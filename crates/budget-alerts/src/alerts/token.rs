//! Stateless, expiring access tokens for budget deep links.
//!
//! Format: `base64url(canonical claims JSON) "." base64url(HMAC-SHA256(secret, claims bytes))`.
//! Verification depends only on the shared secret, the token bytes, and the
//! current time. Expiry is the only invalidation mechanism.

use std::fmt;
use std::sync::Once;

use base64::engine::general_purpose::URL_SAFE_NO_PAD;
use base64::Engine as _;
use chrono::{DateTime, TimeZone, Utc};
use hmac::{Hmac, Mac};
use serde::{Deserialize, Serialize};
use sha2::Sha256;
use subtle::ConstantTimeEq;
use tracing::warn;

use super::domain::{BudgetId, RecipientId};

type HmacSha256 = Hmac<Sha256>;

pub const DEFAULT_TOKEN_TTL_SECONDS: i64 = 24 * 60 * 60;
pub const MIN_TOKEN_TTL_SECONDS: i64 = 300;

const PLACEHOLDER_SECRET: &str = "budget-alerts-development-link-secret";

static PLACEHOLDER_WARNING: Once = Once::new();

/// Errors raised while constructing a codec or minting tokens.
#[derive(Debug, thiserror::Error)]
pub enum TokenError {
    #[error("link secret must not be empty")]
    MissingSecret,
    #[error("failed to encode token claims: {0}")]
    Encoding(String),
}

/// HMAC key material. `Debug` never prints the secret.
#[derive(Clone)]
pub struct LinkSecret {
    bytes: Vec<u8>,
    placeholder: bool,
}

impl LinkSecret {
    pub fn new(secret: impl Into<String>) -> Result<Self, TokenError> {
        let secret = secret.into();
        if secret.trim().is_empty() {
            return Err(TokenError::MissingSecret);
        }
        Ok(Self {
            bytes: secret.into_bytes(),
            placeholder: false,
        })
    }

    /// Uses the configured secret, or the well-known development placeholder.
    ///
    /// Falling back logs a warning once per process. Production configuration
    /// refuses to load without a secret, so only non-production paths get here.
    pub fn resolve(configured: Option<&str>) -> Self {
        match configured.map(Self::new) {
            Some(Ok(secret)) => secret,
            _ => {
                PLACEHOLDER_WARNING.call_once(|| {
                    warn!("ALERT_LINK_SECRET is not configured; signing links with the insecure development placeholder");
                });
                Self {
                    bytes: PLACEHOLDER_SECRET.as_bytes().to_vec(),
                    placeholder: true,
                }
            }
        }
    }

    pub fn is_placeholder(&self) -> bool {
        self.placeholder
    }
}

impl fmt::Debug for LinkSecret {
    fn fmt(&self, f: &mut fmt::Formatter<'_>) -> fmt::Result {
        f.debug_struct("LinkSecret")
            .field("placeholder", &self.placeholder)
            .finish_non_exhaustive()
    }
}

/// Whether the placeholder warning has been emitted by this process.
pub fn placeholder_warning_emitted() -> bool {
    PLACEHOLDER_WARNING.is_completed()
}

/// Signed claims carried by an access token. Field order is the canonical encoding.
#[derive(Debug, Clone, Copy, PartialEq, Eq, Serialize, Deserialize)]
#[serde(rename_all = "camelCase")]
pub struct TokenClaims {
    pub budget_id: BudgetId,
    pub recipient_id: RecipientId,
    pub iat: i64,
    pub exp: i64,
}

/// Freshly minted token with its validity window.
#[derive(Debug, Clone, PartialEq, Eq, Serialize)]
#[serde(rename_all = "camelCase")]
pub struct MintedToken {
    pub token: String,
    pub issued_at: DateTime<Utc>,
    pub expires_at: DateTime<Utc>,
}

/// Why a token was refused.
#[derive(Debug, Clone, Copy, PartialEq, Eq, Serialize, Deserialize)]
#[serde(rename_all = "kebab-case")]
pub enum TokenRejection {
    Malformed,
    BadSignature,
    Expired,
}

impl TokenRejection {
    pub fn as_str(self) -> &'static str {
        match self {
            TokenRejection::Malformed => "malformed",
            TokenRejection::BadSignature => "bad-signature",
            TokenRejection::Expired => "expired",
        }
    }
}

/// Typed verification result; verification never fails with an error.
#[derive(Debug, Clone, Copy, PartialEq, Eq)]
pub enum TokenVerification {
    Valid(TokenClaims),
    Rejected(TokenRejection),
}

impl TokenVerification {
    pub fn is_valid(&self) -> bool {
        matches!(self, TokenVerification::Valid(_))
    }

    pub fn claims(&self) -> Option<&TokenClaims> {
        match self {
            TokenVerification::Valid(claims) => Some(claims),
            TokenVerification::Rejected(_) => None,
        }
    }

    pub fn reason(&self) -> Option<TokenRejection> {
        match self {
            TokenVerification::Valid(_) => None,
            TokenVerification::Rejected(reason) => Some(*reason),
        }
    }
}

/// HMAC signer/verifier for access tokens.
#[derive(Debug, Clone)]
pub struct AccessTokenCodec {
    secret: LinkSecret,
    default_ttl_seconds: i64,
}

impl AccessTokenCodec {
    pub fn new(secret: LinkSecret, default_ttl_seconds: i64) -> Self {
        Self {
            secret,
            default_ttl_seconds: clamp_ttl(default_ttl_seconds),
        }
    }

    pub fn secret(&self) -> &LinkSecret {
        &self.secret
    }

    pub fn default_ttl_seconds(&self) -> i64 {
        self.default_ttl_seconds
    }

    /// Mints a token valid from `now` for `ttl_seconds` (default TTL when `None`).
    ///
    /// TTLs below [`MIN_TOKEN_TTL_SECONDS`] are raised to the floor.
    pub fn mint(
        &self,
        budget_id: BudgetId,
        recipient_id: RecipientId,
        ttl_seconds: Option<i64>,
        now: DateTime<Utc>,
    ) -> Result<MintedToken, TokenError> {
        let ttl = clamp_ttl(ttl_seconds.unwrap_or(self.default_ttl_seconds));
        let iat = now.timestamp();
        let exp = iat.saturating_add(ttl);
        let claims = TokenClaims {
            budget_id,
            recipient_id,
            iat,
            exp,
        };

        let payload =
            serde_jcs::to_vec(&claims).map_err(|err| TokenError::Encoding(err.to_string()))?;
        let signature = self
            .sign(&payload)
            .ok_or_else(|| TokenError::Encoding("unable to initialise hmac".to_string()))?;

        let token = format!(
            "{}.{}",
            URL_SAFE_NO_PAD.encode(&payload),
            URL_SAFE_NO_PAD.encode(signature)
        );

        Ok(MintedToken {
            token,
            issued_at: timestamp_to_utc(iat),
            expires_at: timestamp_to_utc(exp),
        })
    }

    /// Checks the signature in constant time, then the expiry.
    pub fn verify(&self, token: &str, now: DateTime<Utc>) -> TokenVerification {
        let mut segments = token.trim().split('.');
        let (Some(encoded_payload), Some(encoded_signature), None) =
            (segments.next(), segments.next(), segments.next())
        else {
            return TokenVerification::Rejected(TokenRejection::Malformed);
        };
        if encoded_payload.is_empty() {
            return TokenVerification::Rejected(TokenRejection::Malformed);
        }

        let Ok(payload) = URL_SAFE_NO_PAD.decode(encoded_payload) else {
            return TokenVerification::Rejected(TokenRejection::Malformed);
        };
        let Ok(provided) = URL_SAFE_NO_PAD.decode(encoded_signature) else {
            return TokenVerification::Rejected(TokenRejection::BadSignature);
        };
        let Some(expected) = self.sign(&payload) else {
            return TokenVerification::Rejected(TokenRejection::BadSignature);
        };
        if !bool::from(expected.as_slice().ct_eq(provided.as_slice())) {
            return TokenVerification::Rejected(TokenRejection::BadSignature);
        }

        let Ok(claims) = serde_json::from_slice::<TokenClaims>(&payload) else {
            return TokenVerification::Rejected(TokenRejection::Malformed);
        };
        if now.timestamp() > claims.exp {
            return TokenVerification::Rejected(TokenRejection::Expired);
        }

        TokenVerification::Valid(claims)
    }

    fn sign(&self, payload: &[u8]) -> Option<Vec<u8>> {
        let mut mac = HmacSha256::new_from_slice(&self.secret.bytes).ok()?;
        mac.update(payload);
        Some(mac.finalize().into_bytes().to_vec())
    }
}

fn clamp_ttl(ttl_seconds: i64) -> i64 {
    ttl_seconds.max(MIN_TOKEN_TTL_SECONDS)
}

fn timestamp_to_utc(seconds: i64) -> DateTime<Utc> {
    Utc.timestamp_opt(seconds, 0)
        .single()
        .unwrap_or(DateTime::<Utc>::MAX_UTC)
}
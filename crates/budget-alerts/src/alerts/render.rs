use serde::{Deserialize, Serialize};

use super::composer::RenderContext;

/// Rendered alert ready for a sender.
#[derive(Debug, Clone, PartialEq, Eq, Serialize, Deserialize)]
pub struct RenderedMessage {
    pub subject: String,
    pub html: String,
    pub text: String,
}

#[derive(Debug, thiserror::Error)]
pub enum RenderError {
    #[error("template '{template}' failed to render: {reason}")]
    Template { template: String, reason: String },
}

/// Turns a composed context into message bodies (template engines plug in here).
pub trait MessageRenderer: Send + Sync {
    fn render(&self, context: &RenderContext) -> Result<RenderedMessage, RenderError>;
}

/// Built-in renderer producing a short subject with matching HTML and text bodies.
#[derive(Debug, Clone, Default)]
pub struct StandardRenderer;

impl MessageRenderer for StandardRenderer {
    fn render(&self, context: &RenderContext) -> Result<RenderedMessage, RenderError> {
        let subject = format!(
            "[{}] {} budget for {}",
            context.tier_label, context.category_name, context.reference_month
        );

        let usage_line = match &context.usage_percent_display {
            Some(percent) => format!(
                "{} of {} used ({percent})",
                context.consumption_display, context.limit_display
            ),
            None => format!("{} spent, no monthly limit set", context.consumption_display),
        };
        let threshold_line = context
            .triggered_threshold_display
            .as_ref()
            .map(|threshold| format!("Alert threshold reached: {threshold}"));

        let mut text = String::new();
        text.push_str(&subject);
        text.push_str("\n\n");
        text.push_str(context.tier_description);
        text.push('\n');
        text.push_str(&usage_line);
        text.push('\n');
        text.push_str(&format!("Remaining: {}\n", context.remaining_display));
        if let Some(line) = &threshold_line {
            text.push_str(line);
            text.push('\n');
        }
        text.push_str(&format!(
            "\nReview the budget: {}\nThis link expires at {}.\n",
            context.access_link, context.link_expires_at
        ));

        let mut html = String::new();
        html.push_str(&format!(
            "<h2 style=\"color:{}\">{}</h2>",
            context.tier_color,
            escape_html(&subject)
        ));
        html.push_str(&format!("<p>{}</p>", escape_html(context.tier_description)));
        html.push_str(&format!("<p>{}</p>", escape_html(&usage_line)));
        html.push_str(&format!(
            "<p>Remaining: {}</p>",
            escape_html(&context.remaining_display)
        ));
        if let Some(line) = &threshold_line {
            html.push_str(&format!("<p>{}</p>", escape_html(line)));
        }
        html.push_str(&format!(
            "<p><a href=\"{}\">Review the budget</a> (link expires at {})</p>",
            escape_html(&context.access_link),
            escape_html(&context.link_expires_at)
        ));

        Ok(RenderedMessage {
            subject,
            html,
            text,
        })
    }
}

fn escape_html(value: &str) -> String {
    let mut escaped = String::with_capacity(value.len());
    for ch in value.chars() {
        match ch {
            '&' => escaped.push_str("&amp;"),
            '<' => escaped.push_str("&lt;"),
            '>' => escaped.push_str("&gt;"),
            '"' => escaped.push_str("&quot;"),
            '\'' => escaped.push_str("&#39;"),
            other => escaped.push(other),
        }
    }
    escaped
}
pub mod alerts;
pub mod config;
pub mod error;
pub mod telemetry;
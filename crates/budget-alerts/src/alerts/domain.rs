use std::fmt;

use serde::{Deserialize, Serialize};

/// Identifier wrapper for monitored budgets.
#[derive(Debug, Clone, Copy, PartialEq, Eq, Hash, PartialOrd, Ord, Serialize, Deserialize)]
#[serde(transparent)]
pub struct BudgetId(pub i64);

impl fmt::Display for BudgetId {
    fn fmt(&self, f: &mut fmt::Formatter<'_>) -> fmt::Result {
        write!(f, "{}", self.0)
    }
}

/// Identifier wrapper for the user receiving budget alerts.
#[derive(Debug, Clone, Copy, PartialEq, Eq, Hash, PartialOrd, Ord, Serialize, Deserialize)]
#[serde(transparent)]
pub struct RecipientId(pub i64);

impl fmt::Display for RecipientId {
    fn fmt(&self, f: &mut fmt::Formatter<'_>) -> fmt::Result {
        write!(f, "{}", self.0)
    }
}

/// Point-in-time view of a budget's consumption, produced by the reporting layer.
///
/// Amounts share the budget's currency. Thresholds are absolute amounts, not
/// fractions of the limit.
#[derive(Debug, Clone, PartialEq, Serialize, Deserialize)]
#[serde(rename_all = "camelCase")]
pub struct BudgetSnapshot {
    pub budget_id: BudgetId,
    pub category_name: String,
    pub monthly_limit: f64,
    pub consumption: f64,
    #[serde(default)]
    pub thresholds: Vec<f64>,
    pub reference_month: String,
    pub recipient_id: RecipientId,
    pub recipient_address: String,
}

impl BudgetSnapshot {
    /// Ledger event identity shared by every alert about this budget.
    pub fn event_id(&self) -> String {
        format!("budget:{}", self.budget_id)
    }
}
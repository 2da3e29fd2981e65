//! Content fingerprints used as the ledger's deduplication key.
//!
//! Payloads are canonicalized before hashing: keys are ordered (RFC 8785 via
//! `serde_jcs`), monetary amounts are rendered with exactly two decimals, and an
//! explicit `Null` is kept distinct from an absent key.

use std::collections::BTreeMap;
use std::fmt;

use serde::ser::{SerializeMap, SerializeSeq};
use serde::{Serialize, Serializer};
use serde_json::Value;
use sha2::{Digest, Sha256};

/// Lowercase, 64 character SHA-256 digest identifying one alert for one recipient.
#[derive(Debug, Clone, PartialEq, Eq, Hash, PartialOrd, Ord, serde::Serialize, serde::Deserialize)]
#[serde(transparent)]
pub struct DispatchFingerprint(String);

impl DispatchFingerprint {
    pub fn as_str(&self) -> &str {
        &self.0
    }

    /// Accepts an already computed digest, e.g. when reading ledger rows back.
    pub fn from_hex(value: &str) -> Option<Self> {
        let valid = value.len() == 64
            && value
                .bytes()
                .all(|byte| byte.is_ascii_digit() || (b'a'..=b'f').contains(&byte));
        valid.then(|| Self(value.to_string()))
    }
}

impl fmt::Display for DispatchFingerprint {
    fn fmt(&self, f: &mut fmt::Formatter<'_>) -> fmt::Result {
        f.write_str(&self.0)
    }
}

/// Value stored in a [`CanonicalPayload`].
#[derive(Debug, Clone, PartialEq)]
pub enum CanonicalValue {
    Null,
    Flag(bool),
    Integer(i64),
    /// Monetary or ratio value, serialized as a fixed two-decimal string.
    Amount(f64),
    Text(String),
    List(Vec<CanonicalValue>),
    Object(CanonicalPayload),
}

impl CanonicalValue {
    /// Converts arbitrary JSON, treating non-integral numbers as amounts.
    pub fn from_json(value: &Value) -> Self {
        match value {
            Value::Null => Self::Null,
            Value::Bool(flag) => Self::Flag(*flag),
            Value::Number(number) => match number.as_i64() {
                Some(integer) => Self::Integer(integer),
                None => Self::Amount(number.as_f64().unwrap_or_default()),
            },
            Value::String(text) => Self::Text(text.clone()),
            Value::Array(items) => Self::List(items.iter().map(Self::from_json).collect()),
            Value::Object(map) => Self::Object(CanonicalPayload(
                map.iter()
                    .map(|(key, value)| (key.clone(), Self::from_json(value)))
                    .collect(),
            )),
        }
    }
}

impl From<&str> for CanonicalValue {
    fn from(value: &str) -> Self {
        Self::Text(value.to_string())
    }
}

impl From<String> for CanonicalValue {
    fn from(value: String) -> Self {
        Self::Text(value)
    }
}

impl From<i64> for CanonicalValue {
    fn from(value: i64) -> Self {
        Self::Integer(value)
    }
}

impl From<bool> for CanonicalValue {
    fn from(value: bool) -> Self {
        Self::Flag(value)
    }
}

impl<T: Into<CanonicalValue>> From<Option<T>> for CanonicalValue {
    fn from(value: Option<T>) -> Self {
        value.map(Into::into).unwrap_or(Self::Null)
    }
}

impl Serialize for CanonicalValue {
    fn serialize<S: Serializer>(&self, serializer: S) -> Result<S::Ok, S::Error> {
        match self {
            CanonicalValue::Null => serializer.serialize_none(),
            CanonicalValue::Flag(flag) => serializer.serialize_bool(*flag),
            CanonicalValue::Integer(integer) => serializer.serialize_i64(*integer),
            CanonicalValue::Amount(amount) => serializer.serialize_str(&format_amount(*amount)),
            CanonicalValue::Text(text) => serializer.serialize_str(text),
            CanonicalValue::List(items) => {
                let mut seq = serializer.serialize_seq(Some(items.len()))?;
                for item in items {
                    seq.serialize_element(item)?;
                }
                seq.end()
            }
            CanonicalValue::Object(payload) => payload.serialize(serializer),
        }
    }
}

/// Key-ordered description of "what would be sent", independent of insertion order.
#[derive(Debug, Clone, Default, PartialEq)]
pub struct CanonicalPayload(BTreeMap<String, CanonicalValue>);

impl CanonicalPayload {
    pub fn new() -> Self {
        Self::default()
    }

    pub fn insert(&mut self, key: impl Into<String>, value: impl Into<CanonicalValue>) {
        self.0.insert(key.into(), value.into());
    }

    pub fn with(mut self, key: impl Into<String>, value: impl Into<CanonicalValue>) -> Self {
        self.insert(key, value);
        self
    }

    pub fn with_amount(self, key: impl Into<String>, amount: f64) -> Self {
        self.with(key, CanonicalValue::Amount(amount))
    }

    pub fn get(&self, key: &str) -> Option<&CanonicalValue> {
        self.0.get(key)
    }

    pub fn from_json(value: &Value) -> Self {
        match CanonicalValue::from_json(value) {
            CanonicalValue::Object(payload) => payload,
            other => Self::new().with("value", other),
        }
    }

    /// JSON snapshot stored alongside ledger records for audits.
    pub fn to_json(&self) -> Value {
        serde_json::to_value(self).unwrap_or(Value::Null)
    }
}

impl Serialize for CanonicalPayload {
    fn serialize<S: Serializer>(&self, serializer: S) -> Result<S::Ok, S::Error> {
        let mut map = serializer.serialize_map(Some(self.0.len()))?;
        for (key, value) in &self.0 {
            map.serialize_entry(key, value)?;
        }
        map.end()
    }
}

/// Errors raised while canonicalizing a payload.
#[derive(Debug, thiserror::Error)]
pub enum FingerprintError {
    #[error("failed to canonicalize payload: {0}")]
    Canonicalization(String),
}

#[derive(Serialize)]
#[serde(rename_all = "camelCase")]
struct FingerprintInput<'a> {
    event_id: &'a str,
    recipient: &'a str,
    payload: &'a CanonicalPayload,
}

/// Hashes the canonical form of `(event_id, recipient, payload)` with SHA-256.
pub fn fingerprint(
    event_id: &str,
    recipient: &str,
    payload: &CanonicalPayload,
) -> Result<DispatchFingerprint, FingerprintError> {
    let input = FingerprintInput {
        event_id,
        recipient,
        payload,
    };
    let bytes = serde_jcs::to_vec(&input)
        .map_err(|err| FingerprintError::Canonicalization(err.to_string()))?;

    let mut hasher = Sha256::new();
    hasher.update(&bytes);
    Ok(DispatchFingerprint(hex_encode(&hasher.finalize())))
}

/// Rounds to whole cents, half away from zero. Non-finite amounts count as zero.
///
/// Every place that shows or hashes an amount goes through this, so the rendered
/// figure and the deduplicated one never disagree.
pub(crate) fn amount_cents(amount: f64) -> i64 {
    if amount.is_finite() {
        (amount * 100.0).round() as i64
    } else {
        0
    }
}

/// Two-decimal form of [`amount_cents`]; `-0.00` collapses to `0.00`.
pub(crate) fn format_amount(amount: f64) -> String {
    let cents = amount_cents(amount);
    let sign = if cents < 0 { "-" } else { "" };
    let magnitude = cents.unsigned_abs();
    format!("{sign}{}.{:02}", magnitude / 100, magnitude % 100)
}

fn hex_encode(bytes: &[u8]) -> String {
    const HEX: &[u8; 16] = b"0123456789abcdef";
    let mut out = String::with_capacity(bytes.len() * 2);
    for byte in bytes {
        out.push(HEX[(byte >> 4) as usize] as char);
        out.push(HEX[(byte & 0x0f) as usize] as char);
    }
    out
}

**What you will do:** Up to and including the last line of the data, copy each line exactly, starting with the line that contains "let cents = amount_cents(amount);".

**Solution:**
    let cents = amount_cents(amount);
    let sign = if cents < 0 { "-" } else { "" };
    let magnitude = cents.unsigned_abs();
    format!("{sign}{}.{:02}", magnitude / 100, magnitude % 100)
}

fn hex_encode(bytes: &[u8]) -> String {
    const HEX: &[u8; 16] = b"0123456789abcdef";
    let mut out = String::with_capacity(bytes.len() * 2);
    for byte in bytes {
        out.push(HEX[(byte >> 4) as usize] as char);
        out.push(HEX[(byte & 0x0f) as usize] as char);
    }
    out
}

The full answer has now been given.